_EXERCISE DETAILS_
Among the entries below, take the line with "filename core/src/clock.rs" and the line with "#[derive(Debug, Clone, Serialize, Deserialize, PartialEq)]", and output them and every line between them exactly, with nothing else.

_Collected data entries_
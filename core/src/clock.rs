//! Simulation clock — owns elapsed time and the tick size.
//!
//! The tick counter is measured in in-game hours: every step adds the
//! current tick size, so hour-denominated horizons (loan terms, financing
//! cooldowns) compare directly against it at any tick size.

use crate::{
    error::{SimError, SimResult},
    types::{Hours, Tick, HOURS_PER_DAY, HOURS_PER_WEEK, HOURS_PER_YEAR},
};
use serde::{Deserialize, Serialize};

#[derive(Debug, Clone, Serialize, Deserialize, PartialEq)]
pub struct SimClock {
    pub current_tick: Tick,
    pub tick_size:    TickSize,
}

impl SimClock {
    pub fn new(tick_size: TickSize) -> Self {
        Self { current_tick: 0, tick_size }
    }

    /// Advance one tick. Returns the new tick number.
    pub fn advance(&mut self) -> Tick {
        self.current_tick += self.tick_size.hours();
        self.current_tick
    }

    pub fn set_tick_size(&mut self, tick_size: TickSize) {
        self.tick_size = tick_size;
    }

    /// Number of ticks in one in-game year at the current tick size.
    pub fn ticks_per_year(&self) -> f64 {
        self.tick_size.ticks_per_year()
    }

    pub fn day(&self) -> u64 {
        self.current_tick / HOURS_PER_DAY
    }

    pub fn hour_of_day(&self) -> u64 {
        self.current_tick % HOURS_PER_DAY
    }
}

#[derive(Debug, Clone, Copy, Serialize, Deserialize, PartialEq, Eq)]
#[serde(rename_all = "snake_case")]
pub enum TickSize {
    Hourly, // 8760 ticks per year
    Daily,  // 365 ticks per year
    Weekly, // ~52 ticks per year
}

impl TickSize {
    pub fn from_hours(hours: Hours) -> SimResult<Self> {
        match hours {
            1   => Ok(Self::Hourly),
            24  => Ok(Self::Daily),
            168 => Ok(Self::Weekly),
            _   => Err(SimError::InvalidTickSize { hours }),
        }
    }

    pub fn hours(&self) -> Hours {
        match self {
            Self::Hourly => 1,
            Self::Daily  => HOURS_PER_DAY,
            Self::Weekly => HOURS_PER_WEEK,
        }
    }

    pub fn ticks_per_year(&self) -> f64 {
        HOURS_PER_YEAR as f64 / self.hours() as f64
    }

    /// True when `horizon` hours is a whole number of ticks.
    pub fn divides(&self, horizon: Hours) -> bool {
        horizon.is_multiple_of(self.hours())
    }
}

==

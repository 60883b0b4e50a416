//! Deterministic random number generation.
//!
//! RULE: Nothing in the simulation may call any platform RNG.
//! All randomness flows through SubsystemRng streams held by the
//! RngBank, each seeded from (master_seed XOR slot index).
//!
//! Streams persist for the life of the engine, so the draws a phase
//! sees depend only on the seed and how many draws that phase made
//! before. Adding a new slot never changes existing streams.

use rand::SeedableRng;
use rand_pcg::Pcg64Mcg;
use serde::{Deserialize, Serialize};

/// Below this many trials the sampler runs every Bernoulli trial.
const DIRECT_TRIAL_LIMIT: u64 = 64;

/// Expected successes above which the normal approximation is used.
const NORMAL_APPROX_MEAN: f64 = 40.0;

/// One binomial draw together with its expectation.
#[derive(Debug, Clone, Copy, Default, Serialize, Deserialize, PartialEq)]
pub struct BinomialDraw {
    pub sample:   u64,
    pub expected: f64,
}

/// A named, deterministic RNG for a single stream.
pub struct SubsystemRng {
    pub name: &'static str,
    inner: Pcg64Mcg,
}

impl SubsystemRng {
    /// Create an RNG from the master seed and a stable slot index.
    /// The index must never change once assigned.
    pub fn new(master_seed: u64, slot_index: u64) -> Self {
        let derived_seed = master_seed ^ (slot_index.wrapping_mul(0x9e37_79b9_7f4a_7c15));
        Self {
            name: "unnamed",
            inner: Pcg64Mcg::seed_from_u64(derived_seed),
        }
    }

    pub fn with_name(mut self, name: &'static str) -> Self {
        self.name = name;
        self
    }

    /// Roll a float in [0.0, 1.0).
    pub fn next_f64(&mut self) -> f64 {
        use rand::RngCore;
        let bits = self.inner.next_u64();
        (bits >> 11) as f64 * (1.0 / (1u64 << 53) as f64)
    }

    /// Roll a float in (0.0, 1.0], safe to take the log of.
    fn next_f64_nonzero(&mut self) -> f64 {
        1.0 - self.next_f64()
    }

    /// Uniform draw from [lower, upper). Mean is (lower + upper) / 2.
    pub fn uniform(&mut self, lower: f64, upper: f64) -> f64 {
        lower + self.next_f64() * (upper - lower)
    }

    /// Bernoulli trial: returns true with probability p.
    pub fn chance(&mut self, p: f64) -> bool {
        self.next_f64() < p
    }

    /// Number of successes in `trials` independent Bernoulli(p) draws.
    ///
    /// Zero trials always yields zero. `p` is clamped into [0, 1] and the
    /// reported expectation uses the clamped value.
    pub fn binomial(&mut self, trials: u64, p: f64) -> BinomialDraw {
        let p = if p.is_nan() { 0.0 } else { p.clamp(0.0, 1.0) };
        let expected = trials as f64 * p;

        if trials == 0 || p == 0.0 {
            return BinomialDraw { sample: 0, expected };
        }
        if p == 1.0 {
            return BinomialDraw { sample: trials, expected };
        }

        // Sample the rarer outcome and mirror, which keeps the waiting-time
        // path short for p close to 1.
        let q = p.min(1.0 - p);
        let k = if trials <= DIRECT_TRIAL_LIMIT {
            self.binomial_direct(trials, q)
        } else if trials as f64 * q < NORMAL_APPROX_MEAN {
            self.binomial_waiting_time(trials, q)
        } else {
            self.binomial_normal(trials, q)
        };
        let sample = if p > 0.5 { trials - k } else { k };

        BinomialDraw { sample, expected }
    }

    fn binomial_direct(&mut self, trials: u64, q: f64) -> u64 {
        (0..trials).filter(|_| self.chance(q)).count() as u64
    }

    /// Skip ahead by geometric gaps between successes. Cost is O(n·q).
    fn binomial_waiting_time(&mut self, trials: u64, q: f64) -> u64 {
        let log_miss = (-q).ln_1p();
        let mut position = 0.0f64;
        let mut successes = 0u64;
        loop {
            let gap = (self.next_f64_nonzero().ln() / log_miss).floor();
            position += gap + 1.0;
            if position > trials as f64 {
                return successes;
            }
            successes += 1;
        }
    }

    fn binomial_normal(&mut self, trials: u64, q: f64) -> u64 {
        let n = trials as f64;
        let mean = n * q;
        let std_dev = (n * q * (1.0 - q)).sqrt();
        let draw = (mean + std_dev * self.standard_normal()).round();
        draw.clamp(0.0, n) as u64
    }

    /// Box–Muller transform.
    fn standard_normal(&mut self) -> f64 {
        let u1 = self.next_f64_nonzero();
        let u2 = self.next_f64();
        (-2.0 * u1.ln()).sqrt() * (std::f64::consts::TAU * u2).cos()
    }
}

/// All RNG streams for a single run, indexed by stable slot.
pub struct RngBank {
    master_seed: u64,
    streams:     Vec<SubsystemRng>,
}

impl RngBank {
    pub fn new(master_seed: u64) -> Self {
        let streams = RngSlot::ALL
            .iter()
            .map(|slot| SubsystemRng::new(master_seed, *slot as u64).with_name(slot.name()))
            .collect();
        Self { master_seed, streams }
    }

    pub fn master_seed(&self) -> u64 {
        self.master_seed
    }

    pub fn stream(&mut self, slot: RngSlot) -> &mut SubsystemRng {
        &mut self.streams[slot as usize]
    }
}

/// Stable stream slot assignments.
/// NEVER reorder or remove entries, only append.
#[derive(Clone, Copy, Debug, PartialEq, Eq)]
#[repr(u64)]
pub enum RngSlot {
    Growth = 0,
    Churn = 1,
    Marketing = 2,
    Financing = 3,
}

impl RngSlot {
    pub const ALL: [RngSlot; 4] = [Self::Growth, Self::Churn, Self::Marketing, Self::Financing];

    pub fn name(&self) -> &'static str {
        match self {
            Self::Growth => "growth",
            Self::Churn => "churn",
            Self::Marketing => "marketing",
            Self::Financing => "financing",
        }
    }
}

_SOLUTION TO THIS TASK_
filename core/src/clock.rs
//! Simulation clock — owns elapsed time and the tick size.
//!
//! The tick counter is measured in in-game hours: every step adds the
//! current tick size, so hour-denominated horizons (loan terms, financing
//! cooldowns) compare directly against it at any tick size.

use crate::{
    error::{SimError, SimResult},
    types::{Hours, Tick, HOURS_PER_DAY, HOURS_PER_WEEK, HOURS_PER_YEAR},
};
use serde::{Deserialize, Serialize};

#[derive(Debug, Clone, Serialize, Deserialize, PartialEq)]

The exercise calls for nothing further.